Harvard President’s Comments were Provacative, all Right
February 9th, 2005
By Archived Story
Last month, speaking candidly at a conference aimed at solving the problem of low numbers of women and minorities in science and engineering, Harvard President Lawrence H. Summers revealed the lingering boys’-club culture in the upper echelons of academia.
Summers suggested factors on which to blame the lack of female scientists, and offered the suggestion that divergent test scores between high school girls and boys stem from biological differences. Most disturbingly, he used his daughter’s play behavior to illustrate his point about genetic predisposition. The girl was given two toy trucks in an effort at gender-neutral upbringing. Summers says she named them “daddy truck” and “baby truck,” as if they were dolls. Any Disney movie shows us that children like to imbue inanimate objects with personalities, and the fact that Summers used this anecdote to justify a lack of opportunity for women is insulting. Nancy Hopkins, a professor of biology at M.I.T., walked out during Summers’ “daddy truck” number.
She told the Boston Globe, “this kind of bias makes me physically ill.” Dr. Hopkins, who led an investigation into sex discrimination at M.I.T. that led to changes in hiring practices, added, ”Let’s not forget that people used to say that women couldn’t drive an automobile.”
I don’t blame Hopkins for walking out. I’m not a scientist, but when I put myself in the shoes of the accomplished women at the conference, I am infuriated by the implication that they just don’t have what it takes to make it to the top. This kind of bias is so upsetting because it strikes at the heart of personal identity. Imagine devoting your life to whatever it is that inspires you, only to be told by those in power that your field is a big inside joke and you’ll never get the punch line. You just had to be there when they were passing out the Ys. Oh and, by the way, when I look at you I see a little girl who doesn’t know how to play with boy’s toys.

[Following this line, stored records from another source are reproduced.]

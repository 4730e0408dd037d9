//! The per-session prediction engine.
//!
//! Round lifecycle: `decide` (or `choose_next_move`) submits a move and
//! leaves one prediction pending; `on_round_resolved` appends the outcome,
//! updates the transition tables and grades the pending prediction. The
//! caller must alternate the two, one round at a time.

use common::model::game::{Move, RoundOutcome};
use rand::{rngs::SmallRng, Rng, SeedableRng};
use tracing::{debug, info, warn};

use crate::{
    chooser::MoveChooser,
    config::EngineConfig,
    error::{Error, Result},
    history::HistoryLog,
    predictor::{self, Predictor, PredictorKind},
    scorer::{Feedback, PendingPrediction, PredictorScores, Source},
    selector::MetaSelector,
    stats::TransitionStats,
};

#[derive(Debug, Clone, Copy, PartialEq, Eq)]
pub struct Decision {
    pub source: Source,
    /// What the opponent is expected to play.
    pub predicted: Move,
    /// The move that beats `predicted`.
    pub counter: Move,
    /// The move actually sent; differs from `counter` only after deviation.
    pub submitted: Move,
    pub deviated: bool,
}

impl Decision {
    pub fn prediction(&self) -> PendingPrediction {
        PendingPrediction {
            source: self.source,
            predicted: self.predicted,
        }
    }
}

#[derive(Debug, Clone, Copy, PartialEq)]
pub struct Resolution {
    /// False for a round that carried no outcome at all.
    pub appended: bool,
    pub feedback: Feedback,
}

pub struct Engine<R = SmallRng> {
    config: EngineConfig,
    history: HistoryLog,
    stats: TransitionStats,
    predictors: Vec<Box<dyn Predictor>>,
    scores: PredictorScores,
    selector: MetaSelector,
    chooser: MoveChooser,
    rng: R,
    pending: Option<Decision>,
    submitted: usize,
}

impl Engine<SmallRng> {
    /// Seeds from `config.seed`, or from the thread RNG when unset.
    pub fn new(config: EngineConfig) -> Result<Self> {
        let rng = match config.seed {
            Some(seed) => SmallRng::seed_from_u64(seed),
            None => SmallRng::from_rng(&mut rand::rng()),
        };
        Self::with_rng(config, rng)
    }
}

impl<R: Rng> Engine<R> {
    pub fn with_rng(config: EngineConfig, rng: R) -> Result<Self> {
        config.validate()?;
        info!(
            "Engine started with predictors {:?}, fallback {}",
            config.predictors, config.fallback_move
        );
        Ok(Engine {
            history: HistoryLog::new(),
            stats: TransitionStats::new(config.suffix_max_length),
            predictors: predictor::registry(&config),
            scores: PredictorScores::from_config(&config),
            selector: MetaSelector::new(config.fallback_move),
            chooser: MoveChooser::new(config.deviation_probability),
            rng,
            pending: None,
            submitted: 0,
            config,
        })
    }

    /// Forget the session: history, tables, scores and any pending guess.
    pub fn reset(&mut self) {
        self.history = HistoryLog::new();
        self.stats = TransitionStats::new(self.config.suffix_max_length);
        self.scores.reset();
        self.pending = None;
        self.submitted = 0;
        info!("Engine reset");
    }

    /// Record a finished round. `None` marks a round without data; it still
    /// consumes the pending prediction, unscored.
    ///
    /// Once a move has been submitted, every outcome must answer one. An
    /// outcome with nothing pending is rejected and changes nothing.
    pub fn on_round_resolved(&mut self, outcome: Option<RoundOutcome>) -> Result<Resolution> {
        let pending = self.pending.take();
        if pending.is_none() && self.submitted > 0 {
            warn!(
                "Round resolved with no move outstanding ({} rounds so far), ignoring",
                self.history.len()
            );
            return Err(Error::StateInconsistency(
                "round resolved with no pending prediction".to_string(),
            ));
        }

        let actual = outcome.as_ref().and_then(|o| o.opponent_move);
        let appended = match outcome {
            Some(outcome) => {
                self.history.append(outcome);
                self.stats.update(&self.history);
                true
            }
            None => false,
        };

        let feedback = match pending {
            Some(decision) => self.scores.apply(decision.prediction(), actual),
            None => Feedback::Unscored,
        };
        debug!(
            "Round {} resolved, opponent {:?}, feedback {:?}",
            self.history.len(),
            actual,
            feedback
        );
        Ok(Resolution { appended, feedback })
    }

    /// Pick the move for the upcoming round. Never fails: with no usable
    /// prediction the configured fallback stands in.
    pub fn decide(&mut self) -> Decision {
        if let Some(decision) = self.pending {
            warn!(
                "Move {} already outstanding, resubmitting it",
                decision.submitted
            );
            return decision;
        }

        let prediction =
            self.selector
                .select(&self.predictors, &self.scores, &self.history, &self.stats);
        let choice = self.chooser.choose(prediction.predicted, &mut self.rng);
        let decision = Decision {
            source: prediction.source,
            predicted: prediction.predicted,
            counter: choice.counter,
            submitted: choice.submitted,
            deviated: choice.deviated,
        };
        debug!(
            "{} predicts {}, playing {}{}",
            decision.source,
            decision.predicted,
            decision.submitted,
            if decision.deviated { " (deviated)" } else { "" }
        );
        self.pending = Some(decision);
        self.submitted += 1;
        decision
    }

    pub fn choose_next_move(&mut self) -> Move {
        self.decide().submitted
    }

    pub fn config(&self) -> &EngineConfig {
        &self.config
    }

    pub fn history(&self) -> &HistoryLog {
        &self.history
    }

    pub fn stats(&self) -> &TransitionStats {
        &self.stats
    }

    pub fn scores(&self) -> &PredictorScores {
        &self.scores
    }

    pub fn pending(&self) -> Option<PendingPrediction> {
        self.pending.map(|decision| decision.prediction())
    }

    pub fn predictor_kinds(&self) -> Vec<PredictorKind> {
        self.predictors.iter().map(|p| p.kind()).collect()
    }
}

#[cfg(test)]
mod tests {
    use common::model::game::Outcome;

    use super::*;

    fn engine(config: EngineConfig) -> Engine {
        Engine::new(config.with_deviation_probability(0.0).with_seed(3)).unwrap()
    }

    fn opponent(m: Move) -> Option<RoundOutcome> {
        Some(RoundOutcome::played(Move::Rock, m))
    }

    #[test]
    fn invalid_config_refuses_to_start() {
        let config = EngineConfig {
            suffix_max_length: 0,
            ..Default::default()
        };
        assert!(matches!(
            Engine::new(config),
            Err(Error::InvalidConfiguration {
                field: "suffix_max_length",
                ..
            })
        ));
    }

    #[test]
    fn empty_history_uses_fallback() {
        let mut engine = engine(EngineConfig::default().with_fallback_move(Move::Scissors));
        let decision = engine.decide();
        assert_eq!(decision.source, Source::Fallback);
        assert_eq!(decision.predicted, Move::Scissors);
        assert_eq!(decision.submitted, Move::Rock);
    }

    #[test]
    fn plays_counter_to_first_order_guess() {
        let mut engine =
            engine(EngineConfig::default().with_predictors([PredictorKind::FirstOrder]));
        for m in [Move::Rock, Move::Rock, Move::Paper, Move::Rock, Move::Rock] {
            engine.choose_next_move();
            engine.on_round_resolved(opponent(m)).unwrap();
        }
        let decision = engine.decide();
        assert_eq!(decision.source, Source::Predictor(PredictorKind::FirstOrder));
        assert_eq!(decision.predicted, Move::Rock);
        assert_eq!(decision.submitted, Move::Paper);
    }

    #[test]
    fn fallback_rounds_are_not_scored() {
        let mut engine = engine(EngineConfig::default());
        engine.choose_next_move();
        let resolution = engine.on_round_resolved(opponent(Move::Paper)).unwrap();
        assert_eq!(resolution.feedback, Feedback::Unscored);
        assert!(engine.scores().iter().all(|(_, r)| r.score == 1.0));
    }

    #[test]
    fn outcome_without_pending_move_is_rejected() {
        let mut engine = engine(EngineConfig::default());
        engine.choose_next_move();
        engine.on_round_resolved(opponent(Move::Rock)).unwrap();
        let err = engine.on_round_resolved(opponent(Move::Rock)).unwrap_err();
        assert!(matches!(err, Error::StateInconsistency(_)));
        assert_eq!(engine.history().len(), 1);
        assert!(engine.scores().iter().all(|(_, r)| r.score == 1.0));
    }

    #[test]
    fn warm_up_outcomes_are_accepted() {
        let mut engine = engine(EngineConfig::default());
        engine.on_round_resolved(opponent(Move::Scissors)).unwrap();
        engine.on_round_resolved(opponent(Move::Scissors)).unwrap();
        assert_eq!(engine.history().len(), 2);
        assert_eq!(engine.choose_next_move(), Move::Rock);
    }

    #[test]
    fn repeated_choice_resubmits_outstanding_move() {
        let mut engine = engine(EngineConfig::default().with_deviation_probability(1.0));
        let first = engine.decide();
        let second = engine.decide();
        assert_eq!(first, second);
    }

    #[test]
    fn missing_outcome_consumes_pending() {
        let mut engine = engine(EngineConfig::default());
        engine.on_round_resolved(opponent(Move::Paper)).unwrap();
        engine.choose_next_move();
        assert!(engine.pending().is_some());

        let resolution = engine.on_round_resolved(None).unwrap();
        assert!(!resolution.appended);
        assert_eq!(resolution.feedback, Feedback::Unscored);
        assert!(engine.pending().is_none());
        assert_eq!(engine.history().len(), 1);
    }

    #[test]
    fn timed_out_opponent_is_recorded_but_unscored() {
        let mut engine = engine(EngineConfig::default());
        engine.on_round_resolved(opponent(Move::Paper)).unwrap();
        engine.choose_next_move();
        let resolution = engine
            .on_round_resolved(Some(RoundOutcome {
                own_move: Some(Move::Scissors),
                opponent_move: None,
                result: Outcome::Win,
            }))
            .unwrap();
        assert!(resolution.appended);
        assert_eq!(resolution.feedback, Feedback::Unscored);
        assert_eq!(engine.stats().first_order().increments(), 0);
    }

    #[test]
    fn reset_starts_a_new_session() {
        let mut engine = engine(EngineConfig::default());
        for m in [Move::Rock, Move::Paper, Move::Rock] {
            engine.choose_next_move();
            engine.on_round_resolved(opponent(m)).unwrap();
        }
        engine.choose_next_move();
        engine.reset();
        assert!(engine.history().is_empty());
        assert!(engine.pending().is_none());
        assert_eq!(engine.stats().first_order().increments(), 0);
        // nothing submitted since the reset, so outcomes count as warm-up again
        engine.on_round_resolved(opponent(Move::Rock)).unwrap();
    }
}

Summers also said that married women with children tend to shy away from the 80-hour workweeks required of top science faculty. Is the problem that they shy away, or have been overlooked? Summers faced criticism in the past because, in each of his three years as president, senior job offers to women have dropped.
Tonya Laufenberg, “U” biology major and community adviser to the Women in Science and Engineering living and learning community, agrees that underlying bias, and not biological predisposition, accounts for the gender disparity in top science positions. “Engineering and science fields have been dominated by men in the past,” Laufenberg says. “At a young age, children learn what fields are male oriented and what fields are female oriented. This ideology causes a lack of encouragement to study in fields that are not oriented to one’s gender.”
But Laufenberg is hopeful, and believes that the talented and hardworking women she’s met studying science and engineering at the “U” can “shatter the ideology” of those fields being male oriented.
Summers apologized several times for the harm that his comments caused, and said in a letter to the Harvard community that he should have “weighed them more carefully.” But when suits speaks off the cuff, they show us their true perspective, not the polished, public-relations-department-approved, speech-writer version of it. Some conference-goers defended Summers’ comments, saying that only when scientist are allowed to speak openly about the possible roots of a problem can they further the discussion. Certainly Summers’ comments shed light on the obstacle women in science face: old-fashioned sexism.